→ EXERCISE
Could you print the lines below exactly, from the one holding "convention for consistency." through the last line, with no other output?

Segment Start: INFORMATION SUPPLIED

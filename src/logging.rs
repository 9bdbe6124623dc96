//! Logging utilities for pagesum
//!
//! Re-exports tracing macros with log_* naming convention for consistency.

pub use tracing::{
    debug as log_debug,
    error as log_error,
    info as log_info,
    trace as log_trace,
    warn as log_warn,
};

/// Maximum number of characters of page content that may appear in a log line.
pub(crate) const PREVIEW_CHARS: usize = 200;

/// Bounded preview of user content for trace-level logging.
pub(crate) fn preview(text: &str) -> String {
    let mut out: String = text.chars().take(PREVIEW_CHARS).collect();
    if text.chars().count() > PREVIEW_CHARS {
        out.push_str("...");
    }
    out
}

Segment End: INFORMATION SUPPLIED

→ RESPONSE AREA
//! Re-exports tracing macros with log_* naming convention for consistency.

pub use tracing::{
    debug as log_debug,
    error as log_error,
    info as log_info,
    trace as log_trace,
    warn as log_warn,
};

/// Maximum number of characters of page content that may appear in a log line.
pub(crate) const PREVIEW_CHARS: usize = 200;

/// Bounded preview of user content for trace-level logging.
pub(crate) fn preview(text: &str) -> String {
    let mut out: String = text.chars().take(PREVIEW_CHARS).collect();
    if text.chars().count() > PREVIEW_CHARS {
        out.push_str("...");
    }
    out
}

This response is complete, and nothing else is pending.